* _Assigned task_:
In the entries below, the lines from the one with "outbound handler in" through the one with "in the pipeline." are to be copied exactly; both ends count.

* _Exercise input_:
--- START ---
use thiserror::Error;

/// Errors raised by pipeline assembly, traversal and outbound completions.
#[derive(Debug, Error)]
pub enum PipelineError {
    /// An inbound operation was invoked on a pipeline with no inbound handler.
    #[error("no inbound handler in pipeline")]
    NoInboundHandler,
    /// An outbound operation was invoked on a pipeline with no outbound handler.
    #[error("no outbound handler in pipeline")]
    NoOutboundHandler,
    /// A handler was requested under a type it does not have.
    #[error("handler \"{name}\" at index {index} is not a {expected}")]
    HandlerTypeMismatch {
        /// Registered handler name.
        name: String,
        /// Position in the pipeline, front = 0.
        index: usize,
        /// The type the caller asked for.
        expected: &'static str,
    },
    /// Two adjacent handlers disagree on the message type crossing their edge.
    #[error("\"{from}\" emits {emits} but \"{to}\" accepts {accepts}")]
    LinkTypeMismatch {
        /// Name of the emitting handler.
        from: String,
        /// Type the emitting handler produces.
        emits: &'static str,
        /// Name of the receiving handler.
        to: String,
        /// Type the receiving handler consumes.
        accepts: &'static str,
    },
    /// A handler with this name is already in the pipeline.
    #[error("handler \"{0}\" already in pipeline")]
    DuplicateHandler(String),
    /// No handler under this name or index.
    #[error("no such handler \"{0}\" in pipeline")]
    HandlerNotFound(String),
    /// Removal from a pipeline with no handlers.
    #[error("no handlers in pipeline")]
    Empty,
    /// `Handler::split` yielded neither an inbound nor an outbound half.
    #[error("handler \"{0}\" services no direction")]
    InvalidHandler(String),
    /// The resolver of a write completion went away without completing it.
    #[error("write abandoned before completion")]
    WriteAbandoned,
    /// A codec rejected its input.
    #[error("codec: {0}")]
    Codec(String),
    /// An I/O error surfaced by a transport-adjacent handler.
    #[error(transparent)]
    Io(#[from] std::io::Error),
}
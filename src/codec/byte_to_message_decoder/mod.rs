//! Byte-stream framing: a [MessageDecoder] wrapped in a pipeline handler.

use bytes::BytesMut;
use std::any::Any;

use crate::channel::{
    Handler, InboundContext, InboundHandler, OutboundContext, OutboundHandler, WriteFuture,
};
use crate::error::PipelineError;

pub mod length_field_based_frame_decoder;
pub mod line_based_frame_decoder;

pub use length_field_based_frame_decoder::LengthFieldBasedFrameDecoder;
pub use line_based_frame_decoder::{LineBasedFrameDecoder, TerminatorType};

/// Splits a byte stream into frames.
pub trait MessageDecoder {
    /// Returns decoder name, used as the wrapping handler's name.
    fn id(&self) -> String;
    /// Extracts the next complete frame from `buf`, or `None` if more bytes
    /// are needed.
    fn decode(&mut self, buf: &mut BytesMut) -> Result<Option<BytesMut>, PipelineError>;
}

struct ByteToMessageDecoder {
    transport_active: bool,
    buffer: BytesMut,
    message_decoder: Box<dyn MessageDecoder>,
}

struct ByteToMessageEncoder;

/// Both-direction handler that runs a [MessageDecoder] over inbound bytes and
/// passes outbound bytes through untouched.
pub struct ByteToMessageCodec {
    name: String,
    decoder: ByteToMessageDecoder,
    encoder: ByteToMessageEncoder,
}

impl ByteToMessageCodec {
    /// Wraps `message_decoder` in a pipeline handler.
    pub fn new(message_decoder: Box<dyn MessageDecoder>) -> Self {
        Self {
            name: message_decoder.id(),
            decoder: ByteToMessageDecoder {
                transport_active: false,
                buffer: BytesMut::new(),
                message_decoder,
            },
            encoder: ByteToMessageEncoder {},
        }
    }
}

impl InboundHandler for ByteToMessageDecoder {
    type Rin = BytesMut;
    type Rout = BytesMut;

    fn transport_active(&mut self, ctx: &InboundContext<Self::Rin, Self::Rout>) {
        self.transport_active = true;
        ctx.fire_transport_active();
    }
    fn transport_inactive(&mut self, ctx: &InboundContext<Self::Rin, Self::Rout>) {
        self.transport_active = false;
        ctx.fire_transport_inactive();
    }

    fn read(&mut self, ctx: &InboundContext<Self::Rin, Self::Rout>, msg: Self::Rin) {
        // Partial frames are carried over to the next read.
        self.buffer.extend_from_slice(&msg);
        while self.transport_active {
            match self.message_decoder.decode(&mut self.buffer) {
                Ok(Some(frame)) => ctx.fire_read(frame),
                Ok(None) => return,
                Err(err) => {
                    ctx.fire_read_exception(Box::new(err));
                    return;
                }
            }
        }
    }

    fn as_any(&self) -> &dyn Any {
        self
    }
}

impl OutboundHandler for ByteToMessageEncoder {
    type Win = BytesMut;
    type Wout = BytesMut;

    fn write(&mut self, ctx: &OutboundContext<Self::Win, Self::Wout>, msg: Self::Win) -> WriteFuture {
        ctx.fire_write(msg)
    }

    fn as_any(&self) -> &dyn Any {
        self
    }
}

impl Handler for ByteToMessageCodec {
    type Rin = BytesMut;
    type Rout = BytesMut;
    type Win = BytesMut;
    type Wout = BytesMut;

    fn name(&self) -> &str {
        self.name.as_str()
    }

    fn split(
        self,
    ) -> (
        Option<Box<dyn InboundHandler<Rin = Self::Rin, Rout = Self::Rout>>>,
        Option<Box<dyn OutboundHandler<Win = Self::Win, Wout = Self::Wout>>>,
    ) {
        (Some(Box::new(self.decoder)), Some(Box::new(self.encoder)))
    }
}
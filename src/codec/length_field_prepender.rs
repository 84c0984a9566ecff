//! Outbound counterpart of length-field framing.

use bytes::{BufMut, BytesMut};
use std::any::Any;

use crate::channel::{
    Handler, InboundHandler, Nothing, OutboundContext, OutboundHandler, WriteFuture,
};
use crate::error::PipelineError;

/// Outbound-only handler that prepends a big-endian length field to every
/// outgoing buffer. The counterpart of
/// [LengthFieldBasedFrameDecoder](crate::codec::byte_to_message_decoder::LengthFieldBasedFrameDecoder).
pub struct LengthFieldPrepender {
    length_field_length: usize,
}

impl LengthFieldPrepender {
    /// Creates a prepender writing a `length_field_length`-byte header
    /// (1, 2, 4 or 8).
    pub fn new(length_field_length: usize) -> Self {
        assert!(
            matches!(length_field_length, 1 | 2 | 4 | 8),
            "unsupported length field length {}",
            length_field_length
        );
        Self {
            length_field_length,
        }
    }
}

struct LengthFieldEncoder {
    length_field_length: usize,
}

impl OutboundHandler for LengthFieldEncoder {
    type Win = BytesMut;
    type Wout = BytesMut;

    fn write(&mut self, ctx: &OutboundContext<Self::Win, Self::Wout>, msg: Self::Win) -> WriteFuture {
        if self.length_field_length < 8 && msg.len() as u64 >= 1u64 << (8 * self.length_field_length)
        {
            return WriteFuture::ready(Err(PipelineError::Codec(format!(
                "frame length {} does not fit a {} byte length field",
                msg.len(),
                self.length_field_length
            ))));
        }

        let mut buf = BytesMut::with_capacity(self.length_field_length + msg.len());
        buf.put_uint(msg.len() as u64, self.length_field_length);
        buf.extend_from_slice(&msg);
        ctx.fire_write(buf)
    }

    fn as_any(&self) -> &dyn Any {
        self
    }
}

impl Handler for LengthFieldPrepender {
    type Rin = Nothing;
    type Rout = Nothing;
    type Win = BytesMut;
    type Wout = BytesMut;

    fn name(&self) -> &str {
        "LengthFieldPrepender"
    }

    fn split(
        self,
    ) -> (
        Option<Box<dyn InboundHandler<Rin = Self::Rin, Rout = Self::Rout>>>,
        Option<Box<dyn OutboundHandler<Win = Self::Win, Wout = Self::Wout>>>,
    ) {
        (
            None,
            Some(Box::new(LengthFieldEncoder {
                length_field_length: self.length_field_length,
            })),
        )
    }
}
//! Shake detection on a single motion axis.
//!
//! Follows the value until its magnitude crosses a threshold, reports the
//! direction once, then swallows the bounce as the head swings back through
//! zero so one physical shake yields one event.

use log::trace;

/// States of the detector. Transitions are strictly sequential.
#[derive(Debug, Clone, Copy, PartialEq, Eq, Default)]
pub enum ShakeState {
    /// Waiting for the value to cross the threshold
    #[default]
    NoShake,
    /// Above threshold, following until the direction reverses
    AboveThreshold,
    /// Waiting for the first zero crossing
    Bounce,
    /// Waiting for the second zero crossing
    Bounce2,
}

/// Edge-triggered shake detector
#[derive(Debug, Clone)]
pub struct ShakeDetector {
    threshold: f32,
    last_value: f32,
    state: ShakeState,
}

impl ShakeDetector {
    /// Create a detector with the given magnitude threshold
    #[must_use]
    pub fn new(threshold: f32) -> Self {
        Self {
            threshold,
            last_value: 0.0,
            state: ShakeState::NoShake,
        }
    }

    /// Change the threshold without touching the state machine
    pub fn set_threshold(&mut self, threshold: f32) {
        self.threshold = threshold;
    }

    /// Current threshold
    #[must_use]
    pub const fn threshold(&self) -> f32 {
        self.threshold
    }

    /// Current state
    #[must_use]
    pub const fn state(&self) -> ShakeState {
        self.state
    }

    /// Back to `NoShake`
    pub fn reset(&mut self) {
        self.state = ShakeState::NoShake;
        self.last_value = 0.0;
    }

    fn crossed_zero(&self, v: f32) -> bool {
        self.last_value == 0.0 || self.last_value * v < 0.0
    }

    /// Feed a new value.
    ///
    /// Returns `1` or `-1` on the sample where a shake is detected (its
    /// direction), `0` otherwise.
    pub fn update(&mut self, v: f32) -> i8 {
        let mut result = 0;
        let previous = self.state;

        self.state = match self.state {
            ShakeState::NoShake => {
                if v != 0.0 && v.abs() >= self.threshold {
                    result = if v > 0.0 { 1 } else { -1 };
                    ShakeState::AboveThreshold
                } else {
                    ShakeState::NoShake
                }
            }
            ShakeState::AboveThreshold => {
                let reversed = if self.last_value > 0.0 {
                    self.last_value > v
                } else {
                    self.last_value < v
                };
                if reversed {
                    ShakeState::Bounce
                } else {
                    ShakeState::AboveThreshold
                }
            }
            ShakeState::Bounce => {
                if self.crossed_zero(v) {
                    ShakeState::Bounce2
                } else {
                    ShakeState::Bounce
                }
            }
            ShakeState::Bounce2 => {
                if self.crossed_zero(v) {
                    ShakeState::NoShake
                } else {
                    ShakeState::Bounce2
                }
            }
        };

        if previous != self.state {
            trace!("Shake detector {:?} -> {:?} at {}", previous, self.state, v);
        }

        self.last_value = v;
        result
    }
}
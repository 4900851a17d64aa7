//! Power saving for the capture thread.
//!
//! While the engine is not processing frames the capture thread is put to
//! sleep for a bounded time after every frame. The sleep can be cut short
//! from the control thread so `stop()` never waits on it.

use crate::config::PowerConfig;
use log::{debug, info};
use std::{
    sync::{
        atomic::{AtomicBool, Ordering},
        Condvar, Mutex, PoisonError,
    },
    time::Duration,
};

/// Cancellable sleep and screen state
#[derive(Debug)]
pub struct PowerManagement {
    sleep_enabled: Mutex<bool>,
    wake: Condvar,
    max_sleep: Mutex<Duration>,
    screen_on: AtomicBool,
}

impl PowerManagement {
    /// Create from settings. The screen starts on.
    #[must_use]
    pub fn new(config: &PowerConfig) -> Self {
        Self {
            sleep_enabled: Mutex::new(true),
            wake: Condvar::new(),
            max_sleep: Mutex::new(Self::duration(config)),
            screen_on: AtomicBool::new(true),
        }
    }

    fn duration(config: &PowerConfig) -> Duration {
        Duration::from_millis(config.sleep_slice_ms.saturating_mul(u64::from(config.sleep_slices)))
    }

    /// Change the sleep length
    pub fn update_settings(&self, config: &PowerConfig) {
        *self.max_sleep.lock().unwrap_or_else(PoisonError::into_inner) = Self::duration(config);
    }

    /// Longest time a single `sleep` call may take
    #[must_use]
    pub fn max_sleep(&self) -> Duration {
        *self.max_sleep.lock().unwrap_or_else(PoisonError::into_inner)
    }

    /// Allow or cancel sleeping. Disabling wakes any sleeping thread.
    pub fn set_sleep_enabled(&self, enabled: bool) {
        let mut guard = self.sleep_enabled.lock().unwrap_or_else(PoisonError::into_inner);
        *guard = enabled;
        if !enabled {
            self.wake.notify_all();
        }
    }

    /// Whether sleeping is allowed
    #[must_use]
    pub fn is_sleep_enabled(&self) -> bool {
        *self.sleep_enabled.lock().unwrap_or_else(PoisonError::into_inner)
    }

    /// Block the calling thread for up to [`max_sleep`](Self::max_sleep).
    /// Returns early once sleeping is disabled. Returns whether the full
    /// time was slept.
    pub fn sleep(&self) -> bool {
        let timeout = self.max_sleep();
        if timeout.is_zero() {
            return false;
        }
        let guard = self.sleep_enabled.lock().unwrap_or_else(PoisonError::into_inner);
        let (_guard, result) = self
            .wake
            .wait_timeout_while(guard, timeout, |enabled| *enabled)
            .unwrap_or_else(PoisonError::into_inner);
        if !result.timed_out() {
            debug!("Power saving sleep cancelled");
        }
        result.timed_out()
    }

    /// Record a screen on/off change. Returns whether the state changed.
    pub fn set_screen_on(&self, on: bool) -> bool {
        let changed = self.screen_on.swap(on, Ordering::SeqCst) != on;
        if changed {
            info!("Screen switched {}", if on { "on" } else { "off" });
        }
        changed
    }

    /// Whether the screen is on
    #[must_use]
    pub fn screen_on(&self) -> bool {
        self.screen_on.load(Ordering::SeqCst)
    }
}

impl Default for PowerManagement {
    fn default() -> Self {
        Self::new(&PowerConfig::default())
    }
}
//! Benchmarks for the per-frame motion pipeline

use criterion::{black_box, criterion_group, criterion_main, BenchmarkId, Criterion};
use headmouse::{
    config::{Config, PointerConfig},
    engine::{EngineStateMachine, MotionSample, OperationMode},
    filters::create_filter,
    gamepad::{AbsoluteGamepadProjector, RelativeGamepadProjector},
    motion_scaler::MotionScaler,
    orientation::{correct, DeviceRotation, FlipDirection},
};

/// Noisy head motion: a slow sweep plus jitter
fn synthetic_motion(n: usize) -> Vec<(f32, f32)> {
    (0..n)
        .map(|i| {
            let t = i as f32 * 0.1;
            let dx = 2.0 * t.sin() + 0.3 * (rand::random::<f32>() - 0.5);
            let dy = 1.5 * t.cos() + 0.3 * (rand::random::<f32>() - 0.5);
            (dx, dy)
        })
        .collect()
}

fn benchmark_filters(c: &mut Criterion) {
    let mut group = c.benchmark_group("filters");
    let data = synthetic_motion(1000);

    for name in ["none", "low_pass", "kalman"] {
        let Ok(mut filter) = create_filter(name, 0.3) else {
            continue;
        };
        group.bench_with_input(BenchmarkId::new("sequence_1000", name), &data, |b, data| {
            b.iter(|| {
                filter.reset();
                for &(dx, dy) in data {
                    black_box(filter.apply(black_box(dx), black_box(dy)));
                }
            });
        });
    }
    group.finish();
}

fn benchmark_stages(c: &mut Criterion) {
    let mut group = c.benchmark_group("stages");
    let data = synthetic_motion(1000);

    group.bench_function("orientation", |b| {
        b.iter(|| {
            for &(dx, dy) in &data {
                black_box(correct(dx, dy, FlipDirection::Horizontal, DeviceRotation::Deg90));
            }
        });
    });

    for preset in [0, 2, 5] {
        let config = PointerConfig {
            acceleration: preset,
            ..PointerConfig::default()
        };
        let Ok(mut scaler) = MotionScaler::new(&config) else {
            continue;
        };
        group.bench_with_input(BenchmarkId::new("scaler", preset), &data, |b, data| {
            b.iter(|| {
                for &(dx, dy) in data {
                    black_box(scaler.process(dx, dy));
                }
            });
        });
    }

    group.bench_function("absolute_gamepad", |b| {
        let mut projector = AbsoluteGamepadProjector::new(0.05);
        b.iter(|| {
            for &(dx, dy) in &data {
                black_box(projector.update_motion(dx, dy));
            }
        });
    });

    group.bench_function("relative_gamepad", |b| {
        let mut projector = RelativeGamepadProjector::new(0.2);
        b.iter(|| {
            for (i, &(dx, dy)) in data.iter().enumerate() {
                black_box(projector.update_motion(dx, dy, i as i64 * 33));
            }
        });
    });

    group.finish();
}

fn benchmark_engine(c: &mut Criterion) {
    let mut group = c.benchmark_group("engine");
    let data = synthetic_motion(1000);

    for (label, mode) in [
        ("mouse", OperationMode::Mouse),
        ("gamepad_abs", OperationMode::GamepadAbsolute),
        ("gamepad_rel", OperationMode::GamepadRelative),
    ] {
        let mut config = Config::default();
        config.power.sleep_slices = 0;
        config.face_detection.timeout_secs = 0;
        let Ok(engine) = EngineStateMachine::new(config, mode) else {
            continue;
        };
        engine.start();
        engine.start();
        engine.dependency_ready();

        let mut t = 0;
        group.bench_with_input(BenchmarkId::new("on_frame_1000", label), &data, |b, data| {
            b.iter(|| {
                for &(dx, dy) in data {
                    t += 33;
                    black_box(engine.on_frame(&MotionSample::new(dx, dy, true, t)));
                }
            });
        });
    }
    group.finish();
}

criterion_group!(benches, benchmark_filters, benchmark_stages, benchmark_engine);
criterion_main!(benches);
use super::MotionFilter;
use crate::{Error, Result};

/// First-order low-pass filter
///
/// `out = last + alpha * (input - last)`. The previous output starts at zero,
/// so the first sample after a reset is blended with a still head.
pub struct LowPassFilter {
    alpha: f32,
    last_dx: f32,
    last_dy: f32,
}

impl LowPassFilter {
    /// Create a new first-order low-pass filter
    ///
    /// # Errors
    ///
    /// Returns an error if alpha is not in the range (0, 1]
    pub fn new(alpha: f32) -> Result<Self> {
        if !(alpha > 0.0 && alpha <= 1.0) {
            return Err(Error::InvalidInput(format!("Alpha must be in (0, 1], got {alpha}")));
        }
        Ok(Self {
            alpha,
            last_dx: 0.0,
            last_dy: 0.0,
        })
    }

    /// Create a filter from the weight given to the previous output
    ///
    /// # Errors
    ///
    /// Returns an error if the weight is not in the range [0, 1)
    pub fn from_smoothing_weight(weight: f32) -> Result<Self> {
        Self::new(1.0 - weight)
    }

    /// Smoothing coefficient
    #[must_use]
    pub const fn alpha(&self) -> f32 {
        self.alpha
    }
}

impl MotionFilter for LowPassFilter {
    fn apply(&mut self, dx: f32, dy: f32) -> (f32, f32) {
        self.last_dx = self.alpha.mul_add(dx - self.last_dx, self.last_dx);
        self.last_dy = self.alpha.mul_add(dy - self.last_dy, self.last_dy);
        (self.last_dx, self.last_dy)
    }

    fn reset(&mut self) {
        self.last_dx = 0.0;
        self.last_dy = 0.0;
    }

    fn name(&self) -> &str {
        "LowPassFilter"
    }
}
--- END ---
* _Solution to the exercise_:
    #[error("no outbound handler in pipeline")]
    NoOutboundHandler,
    /// A handler was requested under a type it does not have.
    #[error("handler \"{name}\" at index {index} is not a {expected}")]
    HandlerTypeMismatch {
        /// Registered handler name.
        name: String,
        /// Position in the pipeline, front = 0.
        index: usize,
        /// The type the caller asked for.
        expected: &'static str,
    },
    /// Two adjacent handlers disagree on the message type crossing their edge.
    #[error("\"{from}\" emits {emits} but \"{to}\" accepts {accepts}")]
    LinkTypeMismatch {
        /// Name of the emitting handler.
        from: String,
        /// Type the emitting handler produces.
        emits: &'static str,
        /// Name of the receiving handler.
        to: String,
        /// Type the receiving handler consumes.
        accepts: &'static str,
    },
    /// A handler with this name is already in the pipeline.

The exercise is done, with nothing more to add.